EXERCISE OBJECTIVE:
Where in the listing does the word "MemoryState" appear? Report each line that holds it.

┌──

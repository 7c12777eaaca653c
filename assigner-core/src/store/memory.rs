use std::collections::HashMap;
use std::sync::Arc;
use std::time::Duration;

use async_trait::async_trait;
use tokio::sync::{Mutex, OwnedMutexGuard, RwLock};
use tokio::time::timeout;

use super::{fill_counts, AssignmentStore, ExclusiveTransaction};
use crate::error::{StoreError, StoreResult};
use crate::{Assignment, NewAssignment, Settings};

#[derive(Debug, Default)]
struct MemoryState {
    total: Option<i64>,
    groups: Option<i64>,
    assignments: HashMap<String, Assignment>,
}

impl MemoryState {
    fn settings(&self) -> Settings {
        Settings::new(self.total.unwrap_or(0), self.groups.unwrap_or(0))
    }

    fn group_counts(&self, group_count: usize) -> Vec<i64> {
        let mut per_group: HashMap<i32, i64> = HashMap::new();
        for assignment in self.assignments.values() {
            *per_group.entry(assignment.group).or_default() += 1;
        }
        fill_counts(per_group, group_count)
    }
}

/// An in-process store. Nothing survives a restart.
///
/// Committed state sits behind a `RwLock` that is only ever held for the duration of a read or
/// a commit. Exclusive transactions additionally hold the writer mutex from begin to commit, so
/// decisions are serialized while plain reads keep going against the last committed state.
#[derive(Clone)]
pub struct MemoryStore {
    committed: Arc<RwLock<MemoryState>>,
    writer: Arc<Mutex<()>>,
    lock_timeout: Duration,
}

impl MemoryStore {
    pub fn new(lock_timeout: Duration) -> Self {
        Self::from_state(MemoryState::default(), lock_timeout)
    }

    pub fn with_settings(settings: Settings, lock_timeout: Duration) -> Self {
        let state = MemoryState {
            total: Some(settings.total),
            groups: Some(settings.group_count),
            assignments: HashMap::new(),
        };

        Self::from_state(state, lock_timeout)
    }

    fn from_state(state: MemoryState, lock_timeout: Duration) -> Self {
        Self {
            committed: Arc::new(RwLock::new(state)),
            writer: Arc::new(Mutex::new(())),
            lock_timeout,
        }
    }

    async fn lock_writer(&self, command: &str) -> StoreResult<OwnedMutexGuard<()>> {
        timeout(self.lock_timeout, self.writer.clone().lock_owned())
            .await
            .map_err(|_| {
                StoreError::conflict(
                    command,
                    format!("lock not acquired within {:?}", self.lock_timeout),
                )
            })
    }
}

pub struct MemoryTransaction {
    _writer: OwnedMutexGuard<()>,
    committed: Arc<RwLock<MemoryState>>,
    // Inserts become visible to other callers on commit only.
    pending: Vec<Assignment>,
}

#[async_trait]
impl ExclusiveTransaction for MemoryTransaction {
    async fn find_group(&mut self, token: &str) -> StoreResult<Option<i32>> {
        if let Some(pending) = self.pending.iter().find(|a| a.token == token) {
            return Ok(Some(pending.group));
        }

        let state = self.committed.read().await;
        Ok(state.assignments.get(token).map(|a| a.group))
    }

    async fn settings(&mut self) -> StoreResult<Settings> {
        Ok(self.committed.read().await.settings())
    }

    async fn group_counts(&mut self, group_count: usize) -> StoreResult<Vec<i64>> {
        let mut counts = self.committed.read().await.group_counts(group_count);
        let pending = fill_counts(self.pending.iter().map(|a| (a.group, 1)), group_count);
        for (count, extra) in counts.iter_mut().zip(pending) {
            *count += extra;
        }
        Ok(counts)
    }

    async fn insert(&mut self, assignment: NewAssignment) -> StoreResult<()> {
        if self.find_group(&assignment.token).await?.is_some() {
            return Err(StoreError::conflict("INSERT", "token is already assigned"));
        }

        self.pending.push(assignment.into());
        Ok(())
    }

    async fn commit(self: Box<Self>) -> StoreResult<()> {
        let MemoryTransaction {
            _writer,
            committed,
            pending,
        } = *self;

        let mut state = committed.write().await;
        for assignment in pending {
            state.assignments.insert(assignment.token.clone(), assignment);
        }
        Ok(())
    }

    async fn rollback(self: Box<Self>) -> StoreResult<()> {
        Ok(())
    }
}

#[async_trait]
impl AssignmentStore for MemoryStore {
    async fn begin_exclusive(&self) -> StoreResult<Box<dyn ExclusiveTransaction>> {
        let writer = self.lock_writer("BEGIN").await?;
        Ok(Box::new(MemoryTransaction {
            _writer: writer,
            committed: self.committed.clone(),
            pending: Vec::new(),
        }))
    }

    async fn settings(&self) -> StoreResult<Settings> {
        Ok(self.committed.read().await.settings())
    }

    async fn update_settings(&self, settings: Settings) -> StoreResult<()> {
        let mut state = self.committed.write().await;
        state.total = Some(settings.total);
        state.groups = Some(settings.group_count);
        Ok(())
    }

    async fn seed_settings(&self, defaults: Settings) -> StoreResult<()> {
        let mut state = self.committed.write().await;
        state.total.get_or_insert(defaults.total);
        state.groups.get_or_insert(defaults.group_count);
        Ok(())
    }

    async fn group_counts(&self, group_count: usize) -> StoreResult<Vec<i64>> {
        Ok(self.committed.read().await.group_counts(group_count))
    }

    async fn assigned_total(&self) -> StoreResult<i64> {
        let state = self.committed.read().await;
        Ok(state.assignments.len() as i64)
    }

    async fn find_assignment(&self, token: &str) -> StoreResult<Option<Assignment>> {
        Ok(self.committed.read().await.assignments.get(token).cloned())
    }

    async fn reset_assignments(&self) -> StoreResult<u64> {
        // Deleting waits for in-flight decisions, like DELETE behind the table lock in postgres.
        let _writer = self.lock_writer("DELETE").await?;
        let mut state = self.committed.write().await;
        let deleted = state.assignments.len() as u64;
        state.assignments.clear();
        Ok(deleted)
    }
}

└──

YOUR RESPONSE:
struct MemoryState {
impl MemoryState {
    committed: Arc<RwLock<MemoryState>>,
        Self::from_state(MemoryState::default(), lock_timeout)
        let state = MemoryState {
    fn from_state(state: MemoryState, lock_timeout: Duration) -> Self {
    committed: Arc<RwLock<MemoryState>>,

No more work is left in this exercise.